**Work instruction**
Copy out exactly the stretch of the listing below that begins at the line containing "pub fn new(username: impl" and ends at the line containing "if self.username.trim().is_empty() ||", and copy nothing outside it.

**Given entries**

//! # Admin Management
//!
//! Admin model and the reviewer directory abstraction.
//! Admins are the reviewers: the directory size is the population that the
//! unanimous-rejection rule counts against.

use chrono::{DateTime, Utc};
use serde::{Deserialize, Serialize};

use super::crypto::{hash_password, verify_password, PasswordPolicy};
use super::errors::{AuthError, AuthResult};
use super::identity::Identity;

/// Admin model
#[derive(Debug, Clone, Serialize, Deserialize)]
pub struct Admin {
    /// Unique, immutable identifier assigned by the store
    pub id: i64,

    /// Login name (unique)
    pub username: String,

    /// Argon2id password hash (never plaintext)
    #[serde(skip_serializing)]
    pub password_hash: String,

    /// When the admin was provisioned
    pub created_at: DateTime<Utc>,
}

impl Admin {
    /// Verify a password against this admin's stored hash
    pub fn verify_password(&self, password: &str) -> AuthResult<bool> {
        verify_password(password, &self.password_hash)
    }

    /// Principal for this admin
    pub(crate) fn identity(&self) -> Identity {
        Identity::new(self.id, self.username.clone())
    }
}

/// Login / provisioning credentials
#[derive(Debug, Clone, Default, Deserialize)]
pub struct Credentials {
    #[serde(default)]
    pub username: String,
    #[serde(default)]
    pub password: String,
}

impl Credentials {
    pub fn new(username: impl Into<String>, password: impl Into<String>) -> Self {
        Self {
            username: username.into(),
            password: password.into(),
        }
    }

    /// Both fields present
    pub fn require_present(&self) -> AuthResult<()> {
        if self.username.trim().is_empty() || self.password.is_empty() {
            return Err(AuthError::MissingCredentials);
        }
        Ok(())
    }
}

/// An admin ready to be inserted: validated and hashed, no id yet
#[derive(Debug, Clone)]
pub struct NewAdmin {
    pub username: String,
    pub password_hash: String,
}

impl NewAdmin {
    /// Validate credentials against the policy and hash the password
    pub fn from_credentials(credentials: &Credentials, policy: &PasswordPolicy) -> AuthResult<Self> {
        credentials.require_present()?;
        policy.validate(&credentials.password)?;

        Ok(Self {
            username: credentials.username.trim().to_string(),
            password_hash: hash_password(&credentials.password)?,
        })
    }
}

/// Public view of an admin
#[derive(Debug, Clone, Serialize)]
pub struct AdminSummary {
    pub id: i64,
    pub username: String,
    pub created_at: DateTime<Utc>,
}

impl From<&Admin> for AdminSummary {
    fn from(admin: &Admin) -> Self {
        Self {
            id: admin.id,
            username: admin.username.clone(),
            created_at: admin.created_at,
        }
    }
}

/// Reviewer directory
///
/// The current set of authorized reviewers. Membership changes over time.
pub trait ReviewerDirectory: Send + Sync {
    /// All admins, oldest first
    fn list(&self) -> AuthResult<Vec<Admin>>;

    /// Number of admins right now
    fn count(&self) -> AuthResult<u64>;

    /// Find an admin by id
    fn find_by_id(&self, id: i64) -> AuthResult<Option<Admin>>;

    /// Find an admin by username
    fn find_by_username(&self, username: &str) -> AuthResult<Option<Admin>>;

    /// Insert a new admin, failing with `UsernameTaken` on duplicates
    fn add(&self, admin: &NewAdmin) -> AuthResult<Admin>;

    /// Remove an admin, failing with `AdminNotFound` if absent.
    /// Past reviews by this admin are kept.
    fn remove(&self, id: i64) -> AuthResult<()>;
}

/// Directory operations gated by the caller's identity
pub struct AdminService<D: ReviewerDirectory> {
    directory: std::sync::Arc<D>,
    password_policy: PasswordPolicy,
}

impl<D: ReviewerDirectory> AdminService<D> {
    pub fn new(directory: std::sync::Arc<D>, password_policy: PasswordPolicy) -> Self {
        Self {
            directory,
            password_policy,
        }
    }

    /// List admins without their hashes
    pub fn list(&self, _caller: &Identity) -> AuthResult<Vec<AdminSummary>> {
        Ok(self
            .directory
            .list()?
            .iter()
            .map(AdminSummary::from)
            .collect())
    }

    /// Provision a new admin
    pub fn create(&self, caller: &Identity, credentials: &Credentials) -> AuthResult<AdminSummary> {
        let new_admin = NewAdmin::from_credentials(credentials, &self.password_policy)?;
        let admin = self.directory.add(&new_admin)?;

        tracing::info!(
            created_by = caller.username(),
            admin_id = admin.id,
            username = %admin.username,
            "Admin created"
        );
        Ok(AdminSummary::from(&admin))
    }

    /// Remove an admin. An admin may never remove themselves.
    pub fn remove(&self, caller: &Identity, admin_id: i64) -> AuthResult<()> {
        if caller.is(admin_id) {
            return Err(AuthError::SelfRemoval);
        }

        self.directory.remove(admin_id)?;

        tracing::info!(
            removed_by = caller.username(),
            admin_id,
            "Admin removed"
        );
        Ok(())
    }
}

#[cfg(test)]
mod tests {
    use super::*;

    #[test]
    fn test_new_admin_hashes_password() {
        let creds = Credentials::new("alice", "password123");
        let admin = NewAdmin::from_credentials(&creds, &PasswordPolicy::default()).unwrap();

        assert_eq!(admin.username, "alice");
        assert_ne!(admin.password_hash, "password123");
        assert!(verify_password("password123", &admin.password_hash).unwrap());
    }

    #[test]
    fn test_short_password_rejected() {
        let creds = Credentials::new("alice", "12345");
        let result = NewAdmin::from_credentials(&creds, &PasswordPolicy::default());
        assert!(matches!(result, Err(AuthError::WeakPassword(_))));
    }

    #[test]
    fn test_missing_fields_rejected() {
        let policy = PasswordPolicy::default();
        assert!(matches!(
            NewAdmin::from_credentials(&Credentials::new("", "password123"), &policy),
            Err(AuthError::MissingCredentials)
        ));
        assert!(matches!(
            NewAdmin::from_credentials(&Credentials::new("bob", ""), &policy),
            Err(AuthError::MissingCredentials)
        ));
    }

    #[test]
    fn test_admin_serialization_omits_hash() {
        let admin = Admin {
            id: 1,
            username: "alice".to_string(),
            password_hash: "$argon2id$secret".to_string(),
            created_at: Utc::now(),
        };

        let json = serde_json::to_string(&admin).unwrap();
        assert!(!json.contains("password_hash"));
        assert!(!json.contains("$argon2id$secret"));
    }
}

**Response box**
    pub fn new(username: impl Into<String>, password: impl Into<String>) -> Self {
        Self {
            username: username.into(),
            password: password.into(),
        }
    }

    /// Both fields present
    pub fn require_present(&self) -> AuthResult<()> {
        if self.username.trim().is_empty() || self.password.is_empty() {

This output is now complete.